Websites lately have been asking me whether I’m a robot. I don’t mind telling them that I am not, but isn’t that what a devious robot would say?
And why do I have to prove my humanity to a nonhuman? Isn’t it ironic (or weird) that a robot wants me to prove I’m not a robot? Is this some sort of revenge for Turing tests?
Why can’t I ask the website if it’s a robot?
Shouldn’t there be a class action on behalf of robot internet users who’ve been denied access to websites?
Charitable choice. Is it important to rank things? Why should we? Does it matter who was the best placer of balls through nets or hitters of balls with sticks? How do you decide those things anyway?
I do realize that these questions seem vital to a lot of people but I don’t see the point. Someone is very good at something or not. I don’t care about incremental differences.
I bring this up because I had a birthday last week and I didn’t particularly want any presents. I wasn’t going to turn down presents, but I didn’t need any. I have more than enough stuff.
I also thought, perhaps mistakenly, that people close to me also had more than enough stuff. So what I did this past holiday season was give my relatives charitable gift certificates — i.e. certificates for X amount of dollars to be donated to charities of their choice. (If you’re interested, one site that provides those is GlobalGiving.)

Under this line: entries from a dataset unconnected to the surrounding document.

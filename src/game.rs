use std::io::{self, BufRead, Write};

use rand::rngs::SmallRng;

use crate::card::Card;
use crate::command::{Command, parse_command};
use crate::renderer::Renderer;
use crate::session::{ClickOutcome, Session};

/// The main game loop.  `renderer` is injected so the engine stays
/// renderer-agnostic.
pub struct Game<R: Renderer> {
    session: Session,
    renderer: R,
    rng: SmallRng,
}

impl<R: Renderer> Game<R> {
    /// Wrap a session. `rng` deals every later game started with `new`.
    pub fn new(session: Session, renderer: R, rng: SmallRng) -> Self {
        Game {
            session,
            renderer,
            rng,
        }
    }

    /// Run the interactive game loop until the player quits or input ends.
    pub fn run(&mut self) -> io::Result<()> {
        let stdin = io::stdin();
        let mut stdout = io::stdout();

        self.renderer.render(&self.session);

        loop {
            print!("> ");
            stdout.flush()?;

            let mut line = String::new();
            if stdin.lock().read_line(&mut line)? == 0 {
                // EOF
                break;
            }

            match parse_command(&line) {
                Err(e) => self.renderer.error(&e),
                Ok(cmd) => {
                    let quit = self.handle(cmd);
                    if quit {
                        break;
                    }
                }
            }
        }
        Ok(())
    }

    /// Dispatch a command.  Returns `true` if the game should exit.
    fn handle(&mut self, cmd: Command) -> bool {
        match cmd {
            Command::Quit => {
                self.renderer.info("Thanks for playing. Goodbye!");
                return true;
            }
            Command::Help => {
                self.renderer.help();
                return false;
            }
            Command::Moves => {
                let one = self.session.deck().ids_of_move(1);
                let three = self.session.deck().ids_of_move(3);
                self.renderer.moves(&self.session, &one, &three);
                return false;
            }
            Command::State => {
                match serde_json::to_string_pretty(&self.session.display_state()) {
                    Ok(json) => println!("{}", json),
                    Err(e) => self.renderer.error(&e.to_string()),
                }
                return false;
            }
            Command::NewGame => {
                self.session.restart(&mut self.rng);
                self.renderer.info("A new game has been dealt.");
            }
            Command::Undo => match self.session.undo() {
                Ok(true) => self.renderer.info("Undo successful."),
                Ok(false) => self.renderer.error("Nothing to undo."),
                Err(e) => self.renderer.error(&e.to_string()),
            },
            Command::Pick(card) => self.pick(card),
            Command::Move { card, distance } => match self.session.play(card.id, distance) {
                Ok(Some(_)) => self.after_move(),
                Ok(None) => self.renderer.error(&format!(
                    "{} cannot cover the card {} back.",
                    card, distance
                )),
                Err(e) => self.renderer.error(&e.to_string()),
            },
            Command::RankHint(ranks) => {
                for rank in ranks {
                    self.session.filters.toggle_rank(rank);
                }
            }
            Command::SuitHint(suits) => {
                for suit in suits {
                    self.session.filters.toggle_suit(suit);
                }
            }
            Command::MoveHint(distance) => {
                if let Err(e) = self.session.filters.toggle_move(distance) {
                    self.renderer.error(&e);
                }
            }
            Command::ToggleMode => {
                self.session.combination = self.session.combination.toggled();
                self.renderer.info(&format!(
                    "Hints now combine with {}.",
                    self.session.combination.name()
                ));
            }
            Command::ResetHints => self.session.filters.clear(),
        }

        self.renderer.render(&self.session);
        false
    }

    fn pick(&mut self, card: Card) {
        match self.session.click(card.id) {
            Ok(ClickOutcome::Selected(id)) => {
                let deck = self.session.deck();
                if deck.cover_target(id, 1).is_none() && deck.cover_target(id, 3).is_none() {
                    self.renderer.info(&format!("{} has no move; pick again to cancel.", card));
                }
            }
            Ok(ClickOutcome::Moved(record)) => {
                self.renderer.info(&format!("{} covers {}.", record.moved, record.covered));
                self.after_move();
            }
            Ok(ClickOutcome::Deselected) => self.renderer.info("Selection cleared."),
            Err(e) => self.renderer.error(&e.to_string()),
        }
    }

    fn after_move(&mut self) {
        if self.session.is_over() {
            self.renderer.win();
        }
    }
}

This was not an entirely selfless act because I couldn’t rank charities for worthiness. Guilty liberal that I am, I wanted to donate to something, but I was confounded by all the choices, all the worthiness. This is worse than sports — charities don’t tally points. How is a person supposed to decide?
So, I thought, I’ll give the money away and let other people make the decisions. It was the perfect present for myself.
This was a mistake. No one thanked me and, as far as I can tell, no one has picked a charity yet and it’s been a couple of weeks. Either they can’t decide or they’ve been dumbfounded by my selfishness.
Yes, I know you cynics out there are thinking my family members were mad about not getting gift for themselves, but I don’t think that’s true. I’ve given them daunting responsibility and it’s paralyzed them. They are deer in the headlights of countless global needs.
What we need is a giant generic charity that funds everything. You know, something like a government that actually uses tax money for good things.
Imagine the stress relief.
More studying. Be honest: You could come up with a fair bar examination if you had to. How long could it possibly take to write questions for aspiring lawyers?
I could do it in a couple of days — maybe a week if I wanted to make the questions technical and obscure.
I bring this up in light of yet another new example of something I’ve ranted about on and off for many years: the futility of studies.
This time it’s “preliminary recommendations” issued recently by a task force assigned to make recommendations for bar exams. The group spent three years on this and then did what almost all such groups do: recommend more years of work.
Check out the “next steps” section at the end of the report overview. It starts out by saying that the development of a new exam “will take up to four to five years.” This is followed by a list of all sorts of things that need to be done.
So what were they doing the past three years? My guess is that there were some nice lunches and maybe drinks later on.